**ABOUT THIS EXERCISE:** Show all lines from the listing below that contain "Some".

▼

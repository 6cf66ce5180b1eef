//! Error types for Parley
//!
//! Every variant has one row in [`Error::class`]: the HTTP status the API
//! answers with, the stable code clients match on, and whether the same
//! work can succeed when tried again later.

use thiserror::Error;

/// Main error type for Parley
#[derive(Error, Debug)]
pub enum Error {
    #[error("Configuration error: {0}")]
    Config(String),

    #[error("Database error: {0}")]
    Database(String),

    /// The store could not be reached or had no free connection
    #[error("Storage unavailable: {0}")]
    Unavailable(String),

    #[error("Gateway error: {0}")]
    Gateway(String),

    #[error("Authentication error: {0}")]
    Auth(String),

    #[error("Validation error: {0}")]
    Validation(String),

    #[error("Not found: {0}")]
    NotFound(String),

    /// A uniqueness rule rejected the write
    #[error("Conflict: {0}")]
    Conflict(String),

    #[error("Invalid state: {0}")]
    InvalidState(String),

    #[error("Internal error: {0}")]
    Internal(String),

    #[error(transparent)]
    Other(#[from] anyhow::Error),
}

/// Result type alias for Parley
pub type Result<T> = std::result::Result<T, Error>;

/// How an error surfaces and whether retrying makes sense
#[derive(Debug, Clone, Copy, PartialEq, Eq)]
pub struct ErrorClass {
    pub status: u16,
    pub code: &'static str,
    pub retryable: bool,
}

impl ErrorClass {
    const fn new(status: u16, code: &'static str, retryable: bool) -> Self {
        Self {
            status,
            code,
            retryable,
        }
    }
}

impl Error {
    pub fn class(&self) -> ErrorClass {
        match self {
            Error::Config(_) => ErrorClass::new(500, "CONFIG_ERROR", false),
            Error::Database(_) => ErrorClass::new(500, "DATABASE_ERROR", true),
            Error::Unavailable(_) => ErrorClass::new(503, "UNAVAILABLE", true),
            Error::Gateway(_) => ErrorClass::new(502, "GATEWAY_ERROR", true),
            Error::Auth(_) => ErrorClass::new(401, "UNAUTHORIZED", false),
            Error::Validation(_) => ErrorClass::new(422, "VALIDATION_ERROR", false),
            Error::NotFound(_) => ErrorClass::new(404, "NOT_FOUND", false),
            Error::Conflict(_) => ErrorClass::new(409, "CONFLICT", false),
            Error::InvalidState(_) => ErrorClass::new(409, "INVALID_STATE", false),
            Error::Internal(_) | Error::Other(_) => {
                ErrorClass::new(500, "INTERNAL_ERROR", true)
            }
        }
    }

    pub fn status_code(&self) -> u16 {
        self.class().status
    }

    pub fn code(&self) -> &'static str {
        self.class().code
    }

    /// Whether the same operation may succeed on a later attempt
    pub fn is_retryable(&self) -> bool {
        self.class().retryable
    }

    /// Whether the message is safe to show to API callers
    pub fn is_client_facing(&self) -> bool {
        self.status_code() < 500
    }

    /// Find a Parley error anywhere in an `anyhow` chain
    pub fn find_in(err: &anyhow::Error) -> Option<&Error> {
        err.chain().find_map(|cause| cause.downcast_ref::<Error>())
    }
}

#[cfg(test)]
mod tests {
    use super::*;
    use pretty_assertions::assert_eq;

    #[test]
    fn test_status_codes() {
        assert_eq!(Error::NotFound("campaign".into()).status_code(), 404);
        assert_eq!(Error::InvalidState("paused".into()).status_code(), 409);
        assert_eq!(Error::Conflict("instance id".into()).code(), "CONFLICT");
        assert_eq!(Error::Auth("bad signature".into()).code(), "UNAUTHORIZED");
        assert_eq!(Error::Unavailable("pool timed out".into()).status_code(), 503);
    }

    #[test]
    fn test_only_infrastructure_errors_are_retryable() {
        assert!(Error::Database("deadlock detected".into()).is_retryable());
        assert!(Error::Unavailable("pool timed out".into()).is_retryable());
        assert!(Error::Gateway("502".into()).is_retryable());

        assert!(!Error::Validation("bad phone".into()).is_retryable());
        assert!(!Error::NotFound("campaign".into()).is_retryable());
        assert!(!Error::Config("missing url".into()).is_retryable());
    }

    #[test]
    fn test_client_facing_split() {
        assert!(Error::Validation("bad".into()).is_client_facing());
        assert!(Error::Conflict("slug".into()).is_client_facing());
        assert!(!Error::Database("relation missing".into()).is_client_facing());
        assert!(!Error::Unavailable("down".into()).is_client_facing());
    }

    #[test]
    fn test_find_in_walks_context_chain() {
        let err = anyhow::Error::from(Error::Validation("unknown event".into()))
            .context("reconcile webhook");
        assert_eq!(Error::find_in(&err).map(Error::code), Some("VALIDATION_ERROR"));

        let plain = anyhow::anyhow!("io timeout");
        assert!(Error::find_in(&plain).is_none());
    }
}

▲
▼

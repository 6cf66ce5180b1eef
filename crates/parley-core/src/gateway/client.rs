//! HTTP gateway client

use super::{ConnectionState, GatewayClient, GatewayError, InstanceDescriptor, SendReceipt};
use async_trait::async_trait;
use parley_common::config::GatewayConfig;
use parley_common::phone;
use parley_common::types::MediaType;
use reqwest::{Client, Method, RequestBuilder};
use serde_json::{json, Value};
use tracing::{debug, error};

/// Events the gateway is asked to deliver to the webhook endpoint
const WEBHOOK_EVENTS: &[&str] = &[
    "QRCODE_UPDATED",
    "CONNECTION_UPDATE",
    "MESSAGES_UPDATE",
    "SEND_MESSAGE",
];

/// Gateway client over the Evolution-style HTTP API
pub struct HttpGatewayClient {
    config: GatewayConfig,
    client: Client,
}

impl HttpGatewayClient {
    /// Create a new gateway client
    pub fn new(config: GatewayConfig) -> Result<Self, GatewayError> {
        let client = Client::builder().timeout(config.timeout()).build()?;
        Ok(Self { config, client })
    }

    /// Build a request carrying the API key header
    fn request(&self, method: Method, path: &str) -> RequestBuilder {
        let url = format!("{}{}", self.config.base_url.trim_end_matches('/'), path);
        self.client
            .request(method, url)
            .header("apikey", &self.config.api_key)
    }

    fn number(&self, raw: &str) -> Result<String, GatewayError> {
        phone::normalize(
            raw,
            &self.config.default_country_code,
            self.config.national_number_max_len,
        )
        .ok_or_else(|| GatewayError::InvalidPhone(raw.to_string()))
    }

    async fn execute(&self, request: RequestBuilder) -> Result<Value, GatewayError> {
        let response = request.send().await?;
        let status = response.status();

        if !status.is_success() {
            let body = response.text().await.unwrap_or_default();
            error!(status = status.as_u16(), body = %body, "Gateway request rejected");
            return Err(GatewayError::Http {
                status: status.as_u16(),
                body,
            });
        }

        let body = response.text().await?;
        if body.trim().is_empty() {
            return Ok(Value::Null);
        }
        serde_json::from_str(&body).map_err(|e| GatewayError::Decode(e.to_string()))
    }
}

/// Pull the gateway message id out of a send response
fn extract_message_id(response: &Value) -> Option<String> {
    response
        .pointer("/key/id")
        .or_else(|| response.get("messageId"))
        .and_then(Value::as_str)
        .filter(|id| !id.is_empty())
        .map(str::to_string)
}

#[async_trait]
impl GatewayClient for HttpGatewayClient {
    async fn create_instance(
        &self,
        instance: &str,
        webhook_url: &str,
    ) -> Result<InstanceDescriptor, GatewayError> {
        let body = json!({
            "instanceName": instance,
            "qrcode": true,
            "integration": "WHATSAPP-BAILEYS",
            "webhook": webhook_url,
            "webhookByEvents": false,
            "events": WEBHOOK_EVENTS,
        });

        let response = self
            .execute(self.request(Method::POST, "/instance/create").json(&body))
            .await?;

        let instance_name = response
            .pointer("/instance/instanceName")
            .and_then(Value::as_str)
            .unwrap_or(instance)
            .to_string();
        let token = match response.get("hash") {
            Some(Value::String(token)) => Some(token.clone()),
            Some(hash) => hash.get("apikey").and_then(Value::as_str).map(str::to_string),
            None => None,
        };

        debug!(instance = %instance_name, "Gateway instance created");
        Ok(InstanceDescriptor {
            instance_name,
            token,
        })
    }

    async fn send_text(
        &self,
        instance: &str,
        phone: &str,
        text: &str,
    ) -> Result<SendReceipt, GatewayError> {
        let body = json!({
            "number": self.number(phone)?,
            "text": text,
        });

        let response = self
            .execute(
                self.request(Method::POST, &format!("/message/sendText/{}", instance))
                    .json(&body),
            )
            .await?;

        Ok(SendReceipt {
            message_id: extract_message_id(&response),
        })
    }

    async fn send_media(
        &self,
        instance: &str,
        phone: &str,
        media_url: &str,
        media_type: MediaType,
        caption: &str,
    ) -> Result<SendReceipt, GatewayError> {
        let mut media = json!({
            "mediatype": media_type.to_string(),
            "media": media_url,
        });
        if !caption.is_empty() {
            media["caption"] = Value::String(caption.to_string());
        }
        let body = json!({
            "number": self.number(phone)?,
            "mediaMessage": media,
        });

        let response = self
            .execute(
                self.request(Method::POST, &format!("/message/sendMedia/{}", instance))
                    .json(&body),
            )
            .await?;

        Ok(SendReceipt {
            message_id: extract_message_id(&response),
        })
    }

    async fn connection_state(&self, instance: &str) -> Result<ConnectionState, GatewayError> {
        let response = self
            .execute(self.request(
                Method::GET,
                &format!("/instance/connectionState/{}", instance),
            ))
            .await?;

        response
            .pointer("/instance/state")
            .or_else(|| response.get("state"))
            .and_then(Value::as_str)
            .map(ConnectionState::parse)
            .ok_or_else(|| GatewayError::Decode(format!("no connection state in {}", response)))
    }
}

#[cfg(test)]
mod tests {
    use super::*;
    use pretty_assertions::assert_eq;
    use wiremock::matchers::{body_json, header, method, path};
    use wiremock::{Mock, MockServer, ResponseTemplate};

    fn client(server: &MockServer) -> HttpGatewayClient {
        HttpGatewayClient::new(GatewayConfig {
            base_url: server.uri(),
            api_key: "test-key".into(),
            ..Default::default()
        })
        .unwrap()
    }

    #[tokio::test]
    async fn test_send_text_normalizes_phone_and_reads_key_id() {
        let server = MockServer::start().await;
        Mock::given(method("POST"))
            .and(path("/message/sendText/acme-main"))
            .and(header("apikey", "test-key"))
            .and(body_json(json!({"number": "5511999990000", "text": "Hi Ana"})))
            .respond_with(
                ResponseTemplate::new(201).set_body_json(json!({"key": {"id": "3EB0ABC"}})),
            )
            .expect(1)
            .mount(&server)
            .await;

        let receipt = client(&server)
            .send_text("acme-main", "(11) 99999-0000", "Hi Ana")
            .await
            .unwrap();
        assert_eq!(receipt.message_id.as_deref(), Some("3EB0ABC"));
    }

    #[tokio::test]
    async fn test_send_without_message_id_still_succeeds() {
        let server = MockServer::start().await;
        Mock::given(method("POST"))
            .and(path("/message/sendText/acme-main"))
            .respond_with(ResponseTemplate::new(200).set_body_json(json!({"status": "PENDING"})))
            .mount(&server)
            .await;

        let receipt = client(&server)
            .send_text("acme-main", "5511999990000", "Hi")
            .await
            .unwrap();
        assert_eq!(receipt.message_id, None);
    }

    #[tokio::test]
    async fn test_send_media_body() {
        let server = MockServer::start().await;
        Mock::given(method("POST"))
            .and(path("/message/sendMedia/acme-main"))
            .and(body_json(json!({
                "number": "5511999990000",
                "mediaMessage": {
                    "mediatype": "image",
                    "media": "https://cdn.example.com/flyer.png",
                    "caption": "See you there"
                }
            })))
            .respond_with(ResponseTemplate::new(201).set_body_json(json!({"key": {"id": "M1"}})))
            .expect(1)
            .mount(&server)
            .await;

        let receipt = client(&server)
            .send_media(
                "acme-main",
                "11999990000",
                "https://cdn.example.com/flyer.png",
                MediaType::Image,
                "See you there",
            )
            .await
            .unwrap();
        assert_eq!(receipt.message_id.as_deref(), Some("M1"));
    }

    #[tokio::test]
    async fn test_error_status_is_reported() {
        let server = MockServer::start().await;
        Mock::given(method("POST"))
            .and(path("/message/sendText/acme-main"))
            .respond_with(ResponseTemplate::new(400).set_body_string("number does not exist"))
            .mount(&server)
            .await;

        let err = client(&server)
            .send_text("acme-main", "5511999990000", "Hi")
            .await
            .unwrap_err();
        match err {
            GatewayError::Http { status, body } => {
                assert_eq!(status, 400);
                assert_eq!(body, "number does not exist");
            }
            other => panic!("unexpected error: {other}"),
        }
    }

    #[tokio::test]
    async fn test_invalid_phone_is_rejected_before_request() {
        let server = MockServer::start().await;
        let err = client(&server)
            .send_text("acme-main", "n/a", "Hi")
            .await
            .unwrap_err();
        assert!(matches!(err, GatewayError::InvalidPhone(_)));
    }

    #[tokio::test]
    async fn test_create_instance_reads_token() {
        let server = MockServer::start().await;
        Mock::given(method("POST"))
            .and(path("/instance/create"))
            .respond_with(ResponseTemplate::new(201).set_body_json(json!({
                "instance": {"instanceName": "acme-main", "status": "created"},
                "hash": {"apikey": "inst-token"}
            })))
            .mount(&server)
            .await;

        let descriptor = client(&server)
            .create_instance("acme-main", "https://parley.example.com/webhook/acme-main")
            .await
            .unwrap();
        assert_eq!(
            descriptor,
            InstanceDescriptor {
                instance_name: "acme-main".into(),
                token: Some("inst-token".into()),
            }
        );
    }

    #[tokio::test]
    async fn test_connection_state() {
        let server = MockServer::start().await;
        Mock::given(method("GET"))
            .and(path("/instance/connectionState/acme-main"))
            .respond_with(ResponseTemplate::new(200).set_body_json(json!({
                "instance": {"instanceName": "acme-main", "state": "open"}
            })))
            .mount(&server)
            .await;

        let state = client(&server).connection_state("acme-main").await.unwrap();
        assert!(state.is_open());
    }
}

▲

**EXPECTED ANSWER:**
        assert_eq!(Error::find_in(&err).map(Error::code), Some("VALIDATION_ERROR"));
            Some(Value::String(token)) => Some(token.clone()),
            Some(hash) => hash.get("apikey").and_then(Value::as_str).map(str::to_string),
        assert_eq!(receipt.message_id.as_deref(), Some("3EB0ABC"));
        assert_eq!(receipt.message_id.as_deref(), Some("M1"));
                token: Some("inst-token".into()),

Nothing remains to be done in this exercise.